1. Architektur und Stil: "Moderate Moderne"
Der Entwurf von Aloys Dietrich lässt sich als eine Form der gemäßigten Moderne einordnen. Er bricht zwar mit dem Historismus des 19. Jahrhunderts, bewahrt aber traditionelle sakrale Formen.
- Materialität: Die Verwendung von rotem Backstein ist typisch für das Ruhrgebiet und die Architektur der 1950er Jahre. Er verleiht dem massigen Baukörper eine bodenständige, fast schützende Anmutung.
- Baukörper: Das Kirchenschiff ist als klassische Hallenkirche mit Satteldach konzipiert. Der wuchtige, seitlich versetzte Glockenturm (Campanile-Typus) ist klar vom Hauptschiff abgesetzt, was ein typisches Merkmal der Nachkriegsarchitektur ist, um vertikale Akzente im Stadtbild zu setzen.
- Fassadengestaltung:
- Die Fensterrose: Das auffälligste Merkmal an der Westfassade ist das große Rundfenster (Rosette) mit Betonmaßwerk. Es ist eine moderne Interpretation gotischer Vorbilder, wirkt hier jedoch durch die geometrische Strenge sehr zeitgemäß.
- Lisenen und Lichtbänder: An den Längsseiten erkennt man hohe, schmale Fensterbänder, die durch Betonpfeiler (Lisenen) gegliedert sind. Dies sorgt im Inneren für eine rhythmische Lichtführung, die für die Liturgie der damaligen Zeit (kurz vor dem Zweiten Vatikanischen Konzil) zentral war.
2. Der Architekt: Aloys Dietrich (1902–1975)
Aloys Dietrich war ein bedeutender Kirchenbaumeister des Erzbistums Paderborn. Seine Entwürfe zeichnen sich oft durch eine Verbindung von Funktionalität und symbolischer Monumentalität aus. Er gehörte zu einer Generation von Architekten, die nach dem Zweiten Weltkrieg die enorme Aufgabe hatten, zerstörte Kirchen zu ersetzen oder in den wachsenden Bergarbeitersiedlungen neue Zentren zu schaffen. Sein Stil ist sachlich, verzichtet auf überflüssiges Dekor und betont die Struktur des Gebäudes selbst.
3. Kontext: Wiederaufbau und Identität im Ruhrgebiet
Der Bau der Kirche im Jahr 1958 fällt in die Blütezeit der Montanindustrie.
- Sozialer Anker: In den 1950er Jahren wuchs die Bevölkerung in Herne und Wanne-Eickel durch die Zechen (wie z.B. Zeche Shamrock oder Zeche Königsgrube) stark an.
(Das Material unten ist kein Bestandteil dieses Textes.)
impl SubjectTextEncoder {
    pub fn new(
        tokenizer: Tokenizer,
        cfg: TextEncoderConfig,
        vb: VarBuilder,
        device: &Device,
        dtype: DType,
    ) -> Result<Self> {
        let vs = vb.pp("text_model");
        let token_embedding = embedding(cfg.vocab_size, cfg.hidden_size, vs.pp("embeddings.token_embedding"))?;
        let position_embedding = vs.pp("embeddings.position_embedding").get(
            (cfg.max_position_embeddings, cfg.hidden_size),
            "weight",
        )?;
        let layers = (0..cfg.num_hidden_layers)
            .map(|i| EncoderLayer::new(&cfg, vs.pp(format!("encoder.layers.{i}"))))
            .collect::<candle::Result<Vec<_>>>()?;
        let final_layer_norm = layer_norm(cfg.hidden_size, 1e-5, vs.pp("final_layer_norm"))?;

        let pad_token_id = tokenizer.token_to_id(EOT_TOKEN).unwrap_or(0);

        Ok(Self {
            tokenizer,
            token_embedding,
            position_embedding,
            layers,
            final_layer_norm,
            vocab_rows: cfg.vocab_size,
            config: cfg,
            pad_token_id,
            extended: false,
            device: device.clone(),
            dtype,
        })
    }

    /// Load tokenizer and weights from local files.
    pub fn from_files(
        tokenizer_path: &std::path::Path,
        weights_path: &std::path::Path,
        cfg: TextEncoderConfig,
        device: &Device,
        dtype: DType,
    ) -> Result<Self> {
        let tokenizer = Tokenizer::from_file(tokenizer_path).map_err(Error::tokenizer)?;
        let vb = unsafe { VarBuilder::from_mmaped_safetensors(&[weights_path], dtype, device)? };
        Self::new(tokenizer, cfg, vb, device, dtype)
    }

    pub fn tokenizer(&self) -> &Tokenizer {
        &self.tokenizer
    }

    pub fn tokenizer_mut(&mut self) -> &mut Tokenizer {
        &mut self.tokenizer
    }

    pub fn hidden_size(&self) -> usize {
        self.config.hidden_size
    }

    pub fn max_tokens(&self) -> usize {
        self.config.max_position_embeddings
    }

    /// Current number of rows in the token embedding table.
    pub fn vocab_rows(&self) -> usize {
        self.vocab_rows
    }

    /// Grow the embedding table for an installed vocabulary patch.
    ///
    /// The appended rows are zero placeholders until an injection runs;
    /// encoding placeholder tokens before that produces undefined
    /// conditioning, not a crash. Calling this twice is a configuration
    /// error by design.
    pub fn extend(&mut self, patch: &VocabularyPatch) -> Result<()> {
        if self.extended {
            return Err(Error::config(
                "text encoder vocabulary is already extended; \
                 build a fresh pipeline instead of re-initializing this one",
            ));
        }
        if patch.first_row() != self.vocab_rows {
            return Err(Error::config(format!(
                "tokenizer and embedding table are out of sync: patch starts at row {} \
                 but the table has {} rows",
                patch.first_row(),
                self.vocab_rows
            )));
        }

        let table = grow_embedding_table(self.token_embedding.embeddings(), patch.len())?;
        let old_rows = self.vocab_rows;
        self.vocab_rows += patch.len();
        self.token_embedding = Embedding::new(table, self.config.hidden_size);
        self.extended = true;

        tracing::info!(
            old_rows,
            new_rows = self.vocab_rows,
            "resized text encoder token embedding table"
        );
        Ok(())
    }

    /// Overwrite the patch rows with freshly computed identity embeddings.
    ///
    /// The rows are detached before the write so the patched table never
    /// creates a backward-pass dependency on the identity encoders. A
    /// mismatched row count fails with a shape error and leaves the table
    /// unmodified.
    pub fn inject_subject_embeddings(
        &mut self,
        patch: &VocabularyPatch,
        subject_embeddings: &Tensor,
    ) -> Result<()> {
        let (rows, _dim) = subject_embeddings.dims2()?;
        if rows != patch.len() {
            return Err(Error::Shape {
                context: "subject embedding injection",
                expected: patch.len(),
                actual: rows,
            });
        }

        let rows_t = subject_embeddings
            .detach()
            .to_device(&self.device)?
            .to_dtype(self.dtype)?;
        let table = splice_embedding_rows(
            self.token_embedding.embeddings(),
            patch.first_row(),
            &rows_t,
        )?;
        self.token_embedding = Embedding::new(table, self.config.hidden_size);

        tracing::debug!(
            rows = patch.len(),
            first_row = patch.first_row(),
            "injected subject embeddings into the text encoder"
        );
        Ok(())
    }

    /// Read the patch rows back out of the table.
    pub fn embedding_rows(&self, patch: &VocabularyPatch) -> Result<Tensor> {
        read_embedding_rows(
            self.token_embedding.embeddings(),
            patch.first_row(),
            patch.len(),
        )
    }

    /// Re-place the patchable table on `device` if a bulk transfer left it
    /// behind on host memory.
    pub fn ensure_device(&mut self, device: &Device) -> Result<()> {
        if self.token_embedding.embeddings().device().same_device(device) {
            return Ok(());
        }
        tracing::warn!("text encoder embedding table found off-device, re-placing before use");
        let table = self.token_embedding.embeddings().to_device(device)?;
        self.token_embedding = Embedding::new(table, self.config.hidden_size);
        self.position_embedding = self.position_embedding.to_device(device)?;
        self.device = device.clone();
        Ok(())
    }

    /// Tokenize, pad to the position budget, and report the EOS position.
    fn tokenize(&self, text: &str) -> Result<(Vec<u32>, usize)> {
        let encoding = self.tokenizer.encode(text, true).map_err(Error::tokenizer)?;
        let mut tokens = encoding.get_ids().to_vec();
        let budget = self.config.max_position_embeddings;
        if tokens.len() > budget {
            tracing::warn!(
                tokens = tokens.len(),
                budget,
                "prompt exceeds the position budget, truncating"
            );
            tokens.truncate(budget);
        }
        let eos_position = tokens.len().saturating_sub(1);
        while tokens.len() < budget {
            tokens.push(self.pad_token_id);
        }
        Ok((tokens, eos_position))
    }

    fn embed(&self, token_ids: &Tensor) -> candle::Result<Tensor> {
        let seq_len = token_ids.dim(1)?;
        let token_embeds = self.token_embedding.forward(token_ids)?;
        let position_embeds = self.position_embedding.narrow(0, 0, seq_len)?.unsqueeze(0)?;
        token_embeds.broadcast_add(&position_embeds)
    }

    /// Run the full encoder stack, returning the final (normed) hidden
    /// states and the penultimate-layer hidden states.
    fn forward_all(&self, token_ids: &Tensor) -> candle::Result<(Tensor, Tensor)> {
        let seq_len = token_ids.dim(1)?;
        let mask = causal_attention_mask(seq_len, token_ids.device(), self.dtype)?;

        let mut xs = self.embed(token_ids)?;
        let mut penultimate = xs.clone();
        for (i, layer) in self.layers.iter().enumerate() {
            if i + 1 == self.layers.len() {
                penultimate = xs.clone();
            }
            xs = layer.forward(&xs, &mask)?;
        }
        let final_states = self.final_layer_norm.forward(&xs)?;
        Ok((final_states, penultimate))
    }

    /// Encode a composed prompt into conditioning states `[1, budget, D]`.
    pub fn encode(&self, text: &str) -> Result<Tensor> {
        let (tokens, _eos) = self.tokenize(text)?;
        let input = Tensor::new(tokens.as_slice(), &self.device)?.unsqueeze(0)?;
        let (final_states, _penultimate) = self.forward_all(&input)?;
        Ok(final_states)
    }

    /// Encode for dual-stream backends: penultimate hidden states plus the
    /// EOS-pooled final state `([1, budget, D], [1, D])`.
    pub fn encode_with_pooled(&self, text: &str) -> Result<(Tensor, Tensor)> {
        let (tokens, eos_position) = self.tokenize(text)?;
        let input = Tensor::new(tokens.as_slice(), &self.device)?.unsqueeze(0)?;
        let (final_states, penultimate) = self.forward_all(&input)?;
        let pooled = final_states.i((.., eos_position, ..))?;
        Ok((penultimate, pooled))
    }
}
Die Kirche diente als Identifikationspunkt und religiöses Zentrum für die zugezogenen Arbeiterfamilien.
- Sakraler Raum im Wandel: Die Architektur steht an der Schwelle: Sie bietet noch den monumentalen Rahmen für die traditionelle Messe, bereitet aber durch die Klarheit und Weite des Raumes bereits die liturgischen Reformen der 1960er Jahre vor, die die Gemeinschaft der Gläubigen stärker betonen sollten.
Fazit
Die Dreifaltigkeitskirche ist ein "ehrlicher" Backsteinbau. Sie kombiniert die Schwere und Beständigkeit des Materials mit der Leichtigkeit moderner Lichtgestaltung. In einer Region, die damals von Ruß und Industrie geprägt war, setzte dieser Bau einen ästhetisch anspruchsvollen, aber nahbaren Akzent.
Innenraum
Der Innenraum der Kirche Allerheilige Dreifaltigkeit in Herne-Wanne ist ein eindrucksvolles Beispiel für die sakrale Atmosphäre der späten 1950er Jahre. Die Architektur von Aloys Dietrich und die künstlerische Ausstattung durch Jupp Gesing bilden hier eine harmonische Einheit.
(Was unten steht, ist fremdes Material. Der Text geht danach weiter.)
//! Checkpoint loading and legacy-format handling.
//!
//! Identity-encoder and U-Net checkpoints arrive either as safetensors or as
//! native-serialized tensor maps. Alternate main U-Nets may additionally use
//! the older latent-diffusion key naming; those are detected by key-prefix
//! sniffing, re-prefixed to the canonical form, and handed to a
//! [`LegacyUnetConverter`] collaborator. The format is an explicit value on
//! the loaded map — no global module state is ever touched to make old
//! checkpoints resolve.

use std::collections::HashMap;
use std::path::Path;

use candle::{Device, Tensor};

use crate::error::{Error, Result};

/// Key naming convention of a U-Net state dict.
#[derive(Debug, Clone, Copy, PartialEq, Eq)]
pub enum UnetCheckpointFormat {
    /// Diffusers-native keys; loadable as-is.
    Native,
    /// Legacy latent-diffusion keys, `model.diffusion_model.*`.
    Legacy,
    /// Legacy keys missing the leading `model.`; re-prefixed before
    /// conversion.
    LegacyUnprefixed,
}

impl UnetCheckpointFormat {
    /// Sniff the format from the map's key prefixes.
    pub fn detect(tensors: &HashMap<String, Tensor>) -> Self {
        if tensors.keys().any(|k| k.starts_with("model.diffusion_model")) {
            Self::Legacy
        } else if tensors.keys().any(|k| k.starts_with("diffusion_model")) {
            Self::LegacyUnprefixed
        } else {
            Self::Native
        }
    }

    pub fn is_legacy(&self) -> bool {
        !matches!(self, Self::Native)
    }
}

/// State-dict conversion collaborator for legacy U-Net checkpoints.
///
/// The key-by-key rewrite from latent-diffusion to diffusers naming is a
/// format-conversion utility outside this crate; implementations receive a
/// map whose keys are already normalized to `model.diffusion_model.*`.
pub trait LegacyUnetConverter {
    fn convert(&self, tensors: HashMap<String, Tensor>) -> Result<HashMap<String, Tensor>>;
}

/// Load a tensor map from a safetensors or native-serialized checkpoint.
pub fn load_tensor_map(path: &Path, device: &Device) -> Result<HashMap<String, Tensor>> {
    if !path.is_file() {
        return Err(Error::config(format!(
            "checkpoint path {} is not a readable file",
            path.display()
        )));
    }

    let tensors = match path.extension().and_then(|e| e.to_str()) {
        Some("safetensors") => candle::safetensors::load(path, device)?,
        _ => {
            let pairs = candle::pickle::read_all(path)?;
            let mut map = HashMap::with_capacity(pairs.len());
            for (name, tensor) in pairs {
                map.insert(name, tensor.to_device(device)?);
            }
            map
        }
    };
    tracing::debug!(
        path = %path.display(),
        tensors = tensors.len(),
        "loaded checkpoint tensor map"
    );
    Ok(tensors)
}

/// Prepend `model.` to legacy keys that are missing it.
fn normalize_legacy_keys(tensors: HashMap<String, Tensor>) -> HashMap<String, Tensor> {
    tensors
        .into_iter()
        .map(|(key, value)| (format!("model.{key}"), value))
        .collect()
}

/// Load a U-Net state dict, routing legacy formats through the converter.
///
/// A legacy checkpoint with no converter configured is a configuration
/// error; silently loading mismatched keys would only fail later and
/// further from the cause.
pub fn load_unet_state_dict(
    path: &Path,
    device: &Device,
    converter: Option<&dyn LegacyUnetConverter>,
) -> Result<HashMap<String, Tensor>> {
    let tensors = load_tensor_map(path, device)?;
    let format = UnetCheckpointFormat::detect(&tensors);
    match format {
        UnetCheckpointFormat::Native => Ok(tensors),
        UnetCheckpointFormat::Legacy | UnetCheckpointFormat::LegacyUnprefixed => {
            tracing::info!(
                path = %path.display(),
                ?format,
                "legacy U-Net checkpoint detected, converting"
            );
            let tensors = if format == UnetCheckpointFormat::LegacyUnprefixed {
                normalize_legacy_keys(tensors)
            } else {
                tensors
            };
            match converter {
                Some(converter) => converter.convert(tensors),
                None => Err(Error::config(format!(
                    "U-Net checkpoint {} uses the legacy key format but no converter \
                     is configured",
                    path.display()
                ))),
            }
        }
    }
}

#[cfg(test)]
mod tests {
    use super::*;
    use candle::DType;

    fn map_with_keys(keys: &[&str]) -> HashMap<String, Tensor> {
        keys.iter()
            .map(|k| {
                let t = Tensor::zeros((1,), DType::F32, &Device::Cpu).unwrap();
                (k.to_string(), t)
            })
            .collect()
    }

    #[test]
    fn detects_native_format() {
        let map = map_with_keys(&["down_blocks.0.resnets.0.conv1.weight"]);
        assert_eq!(UnetCheckpointFormat::detect(&map), UnetCheckpointFormat::Native);
    }

    #[test]
    fn detects_legacy_format() {
        let map = map_with_keys(&["model.diffusion_model.input_blocks.0.0.weight"]);
        assert_eq!(UnetCheckpointFormat::detect(&map), UnetCheckpointFormat::Legacy);
    }

    #[test]
    fn detects_unprefixed_legacy_format() {
        let map = map_with_keys(&["diffusion_model.input_blocks.0.0.weight"]);
        assert_eq!(
            UnetCheckpointFormat::detect(&map),
            UnetCheckpointFormat::LegacyUnprefixed
        );
    }

    #[test]
    fn normalize_prepends_model_prefix() {
        let map = map_with_keys(&["diffusion_model.out.0.weight"]);
        let normalized = normalize_legacy_keys(map);
        assert!(normalized.contains_key("model.diffusion_model.out.0.weight"));
    }

    #[test]
    fn missing_checkpoint_is_config_error() {
        let err = load_tensor_map(Path::new("/nonexistent/unet.safetensors"), &Device::Cpu)
            .unwrap_err();
        assert!(matches!(err, Error::Config(_)));
        assert!(err.to_string().contains("/nonexistent/unet.safetensors"));
    }
}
1. Raumwirkung und Architektur
Der Blick vom Altarraum zurück in das Langhaus offenbart eine klare, fast strenge Gliederung:
- Hallenkirche: Der Raum ist weit und offen gestaltet. Die flache, dunkel gehaltene Holzdecke mit ihren massiven Querbalken verleiht dem Kirchenraum eine gewisse Schwere, die jedoch durch die hohen weißen Wandflächen ausgeglichen wird.
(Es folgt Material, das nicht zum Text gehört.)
//! Identity encoder adapters.
//!
//! Each adapter wraps one face-identity-to-embedding backend and produces a
//! fixed-size block of pseudo-token embedding rows per subject, plus an
//! optional anti-identity block for negative-prompt blending. Face
//! detection/recognition itself is a collaborator behind [`FaceEmbedder`];
//! adapters only project its output into the text encoder's embedding space.

mod arc2face;
mod consistent_id;

pub use arc2face::Arc2FaceEncoder;
pub use consistent_id::ConsistentIdEncoder;

use std::path::{Path, PathBuf};
use std::sync::Arc;

use candle::{DType, Device, Tensor, D};
use candle_nn::{layer_norm, linear, LayerNorm, Linear, Module, VarBuilder};

use crate::checkpoint::load_tensor_map;
use crate::config::{EncoderKind, IdentityEncoderSpec};
use crate::error::{Error, Result};

/// The identity source for one embedding-generation call.
///
/// Exactly one source must be active: image paths, a precomputed raw
/// face-recognition embedding, or a synthesized random identity.
#[derive(Debug, Clone, Default)]
pub struct IdentityRequest {
    pub image_paths: Option<Vec<PathBuf>>,
    pub face_embedding: Option<Tensor>,
    pub gen_random: bool,
}

impl IdentityRequest {
    pub fn from_images(paths: Vec<PathBuf>) -> Self {
        Self {
            image_paths: Some(paths),
            ..Default::default()
        }
    }

    pub fn from_face_embedding(embedding: Tensor) -> Self {
        Self {
            face_embedding: Some(embedding),
            ..Default::default()
        }
    }

    /// Synthesize a pseudo-identity, bypassing face extraction entirely.
    /// Useful for sampling diversity and for testing.
    pub fn random() -> Self {
        Self {
            gen_random: true,
            ..Default::default()
        }
    }

    pub fn validate(&self) -> Result<()> {
        if self.gen_random {
            return Ok(());
        }
        match (&self.image_paths, &self.face_embedding) {
            (Some(_), Some(_)) => Err(Error::input(
                "image paths and a raw face embedding are mutually exclusive",
            )),
            (None, None) => Err(Error::input(
                "an identity source is required: image paths, a raw face embedding, \
                 or a random identity",
            )),
            (Some(paths), None) if paths.is_empty() => {
                Err(Error::input("the image path list is empty"))
            }
            _ => Ok(()),
        }
    }
}

/// Subject embeddings produced by one adapter.
pub struct IdentityEmbeddings {
    /// `[num_id_vectors, D]` rows destined for the vocabulary patch.
    pub subject: Tensor,
    /// Anti-identity rows of the same shape, when the backend has a natural
    /// negative signal. `None` is not an error; callers substitute zeros.
    pub negative: Option<Tensor>,
}

/// One face-identity-to-embedding backend.
pub trait IdentityEncoder {
    fn kind(&self) -> EncoderKind;

    fn num_id_vectors(&self) -> usize;

    /// The capability scale resolved at construction and applied to every
    /// embedding this encoder produces.
    fn output_scale(&self) -> f64;

    /// `noise_level` perturbs the extracted identity signal before
    /// projection; pass 0 at inference.
    fn generate_embeddings(
        &self,
        request: &IdentityRequest,
        noise_level: f64,
    ) -> Result<IdentityEmbeddings>;
}

/// Face-recognition collaborator: images in, one raw id embedding out.
pub trait FaceEmbedder: Send + Sync {
    /// Embed the subject from one or more face images, returning a single
    /// `[id_dim]` vector (multiple images are averaged by the implementation).
    fn embed(&self, image_paths: &[PathBuf]) -> Result<Tensor>;
}

/// Reads face embeddings extracted offline into safetensors sidecars:
/// `subject.png` is resolved to `subject.safetensors` holding a
/// `face_embedding` tensor.
pub struct PrecomputedFaceEmbedder {
    device: Device,
}

impl PrecomputedFaceEmbedder {
    pub fn new(device: Device) -> Self {
        Self { device }
    }

    fn sidecar_path(path: &Path) -> PathBuf {
        match path.extension().and_then(|e| e.to_str()) {
            Some("safetensors") => path.to_path_buf(),
            _ => path.with_extension("safetensors"),
        }
    }
}

impl FaceEmbedder for PrecomputedFaceEmbedder {
    fn embed(&self, image_paths: &[PathBuf]) -> Result<Tensor> {
        if image_paths.is_empty() {
            return Err(Error::input("the image path list is empty"));
        }
        let mut embeddings = Vec::with_capacity(image_paths.len());
        for path in image_paths {
            let sidecar = Self::sidecar_path(path);
            let tensors = load_tensor_map(&sidecar, &self.device)?;
            let embedding = tensors.get("face_embedding").ok_or_else(|| {
                Error::config(format!(
                    "{} has no `face_embedding` tensor",
                    sidecar.display()
                ))
            })?;
            embeddings.push(embedding.flatten_all()?.to_dtype(DType::F32)?);
        }
        let stacked = Tensor::stack(&embeddings, 0)?;
        Ok(stacked.mean(0)?)
    }
}

/// Projection head mapping a raw id vector into `num_id_vectors` rows of the
/// text encoder's embedding space. Loaded from the adapter checkpoint under
/// the `id_projector` sub-module.
pub(crate) struct IdProjector {
    proj_in: Linear,
    proj_out: Linear,
    norm: LayerNorm,
    num_id_vectors: usize,
    embed_dim: usize,
}

impl IdProjector {
    pub(crate) fn new(
        id_dim: usize,
        hidden_dim: usize,
        num_id_vectors: usize,
        embed_dim: usize,
        vb: VarBuilder,
    ) -> candle::Result<Self> {
        Ok(Self {
            proj_in: linear(id_dim, hidden_dim, vb.pp("proj_in"))?,
            proj_out: linear(hidden_dim, num_id_vectors * embed_dim, vb.pp("proj_out"))?,
            norm: layer_norm(embed_dim, 1e-5, vb.pp("norm"))?,
            num_id_vectors,
            embed_dim,
        })
    }

    /// `[1, id_dim]` in, `[num_id_vectors, embed_dim]` out.
    pub(crate) fn forward(&self, id_embedding: &Tensor) -> candle::Result<Tensor> {
        let xs = self.proj_in.forward(id_embedding)?.gelu()?;
        let xs = self.proj_out.forward(&xs)?;
        let xs = xs.reshape((self.num_id_vectors, self.embed_dim))?;
        self.norm.forward(&xs)
    }
}

/// Unit-normalize each row of `xs`.
pub(crate) fn normalize_rows(xs: &Tensor) -> candle::Result<Tensor> {
    let norm = xs.sqr()?.sum_keepdim(D::Minus1)?.sqrt()?;
    xs.broadcast_div(&norm)
}

/// Resolve a request into one normalized `[1, id_dim]` identity vector,
/// optionally perturbed by `noise_level`.
pub(crate) fn resolve_id_embedding(
    request: &IdentityRequest,
    face_embedder: &dyn FaceEmbedder,
    id_dim: usize,
    noise_level: f64,
    device: &Device,
) -> Result<Tensor> {
    request.validate()?;

    let id = if request.gen_random {
        Tensor::randn(0f32, 1f32, (1, id_dim), device)?
    } else if let Some(raw) = &request.face_embedding {
        let raw = raw.to_device(device)?.to_dtype(DType::F32)?;
        let raw = match raw.rank() {
            1 => raw.unsqueeze(0)?,
            _ => raw,
        };
        let (_count, dim) = raw.dims2()?;
        if dim != id_dim {
            return Err(Error::Shape {
                context: "raw face embedding width",
                expected: id_dim,
                actual: dim,
            });
        }
        // Multiple embeddings for one subject are averaged.
        raw.mean_keepdim(0)?
    } else {
        let paths = request.image_paths.as_deref().unwrap_or(&[]);
        let embedded = face_embedder.embed(paths)?;
        let dim = embedded.elem_count();
        if dim != id_dim {
            return Err(Error::Shape {
                context: "face embedder output width",
                expected: id_dim,
                actual: dim,
            });
        }
        embedded.reshape((1, id_dim))?
    };

    let id = normalize_rows(&id)?;
    if noise_level > 0.0 {
        let noise = (id.randn_like(0.0, 1.0)? * noise_level)?;
        Ok(normalize_rows(&(id + noise)?)?)
    } else {
        Ok(id)
    }
}

/// Build the adapter for one encoder spec.
pub fn create_identity_encoder(
    spec: &IdentityEncoderSpec,
    face_embedder: Arc<dyn FaceEmbedder>,
    device: &Device,
) -> Result<Box<dyn IdentityEncoder>> {
    let encoder: Box<dyn IdentityEncoder> = match spec.kind {
        EncoderKind::Arc2Face => Box::new(Arc2FaceEncoder::load(spec, face_embedder, device)?),
        EncoderKind::ConsistentId => {
            Box::new(ConsistentIdEncoder::load(spec, face_embedder, device)?)
        }
    };
    tracing::info!(
        kind = %spec.kind,
        num_id_vectors = encoder.num_id_vectors(),
        output_scale = encoder.output_scale(),
        "loaded identity encoder"
    );
    Ok(encoder)
}

/// The per-subject embedding batch: every configured encoder's rows
/// concatenated in declaration order, with an equal-shaped negative batch.
///
/// Produced fresh per subject image set; immutable once produced. The
/// injector consumes `subject`; `negative` and `rows_per_encoder` stay
/// around for negative-prompt blending, which aligns segments by encoder
/// rather than by raw tensor offsets.
#[derive(Debug)]
pub struct IdentityEmbeddingBatch {
    pub subject: Tensor,
    pub negative: Tensor,
    pub rows_per_encoder: Vec<usize>,
}

impl IdentityEmbeddingBatch {
    pub fn total_rows(&self) -> usize {
        self.rows_per_encoder.iter().sum()
    }
}

/// Run every adapter and assemble the batch, zero-filling negatives for
/// encoders without a native anti-identity signal.
pub fn collect_identity_embeddings(
    encoders: &[Box<dyn IdentityEncoder>],
    request: &IdentityRequest,
    noise_level: f64,
) -> Result<IdentityEmbeddingBatch> {
    if encoders.is_empty() {
        return Err(Error::config("no identity encoders are configured"));
    }

    let mut subject_blocks = Vec::with_capacity(encoders.len());
    let mut negative_blocks = Vec::with_capacity(encoders.len());
    let mut rows_per_encoder = Vec::with_capacity(encoders.len());

    for encoder in encoders {
        let embeddings = encoder.generate_embeddings(request, noise_level)?;
        let rows = embeddings.subject.dim(0)?;
        if rows != encoder.num_id_vectors() {
            return Err(Error::Shape {
                context: "identity embedding rows",
                expected: encoder.num_id_vectors(),
                actual: rows,
            });
        }
        let negative = match embeddings.negative {
            Some(negative) => negative,
            None => embeddings.subject.zeros_like()?,
        };
        rows_per_encoder.push(rows);
        subject_blocks.push(embeddings.subject);
        negative_blocks.push(negative);
    }

    Ok(IdentityEmbeddingBatch {
        subject: Tensor::cat(&subject_blocks, 0)?,
        negative: Tensor::cat(&negative_blocks, 0)?,
        rows_per_encoder,
    })
}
- Lichtführung: Die hohen, schmalen Obergadenfenster lassen das Licht von oben einfallen, was den Raum nach oben hin weitet. Unterhalb der Emporen ist der Raum eher dunkel gehalten, was den Fokus auf das Licht im oberen Bereich und im Altarraum lenkt.
- Farbe: Die rötlichen Pfeiler und Akzente korrespondieren mit dem roten Backstein der Außenfassade und schaffen eine warme, erdige Atmosphäre.
2. Die Glasmalerei von Jupp Gesing (1958)
Die Fenster von Jupp Gesing sind das Herzstück der künstlerischen Ausstattung. Sie folgen einer theologischen Programmatik, die typisch für die Nachkriegszeit ist – eine Mischung aus abstrakten Flächen und christlicher Symbolik.
- Die Westrosette: Über der Orgelempore dominiert die Rundfenster-Rosette. In ihrem Zentrum leuchtet das Rot des Heiligen Geistes (Flammen), umgeben von blau-goldenen Motiven, welche die Dreifaltigkeit und die himmlische Herrlichkeit symbolisieren. Sie wirkt wie ein strahlendes Auge im Westen des Baus.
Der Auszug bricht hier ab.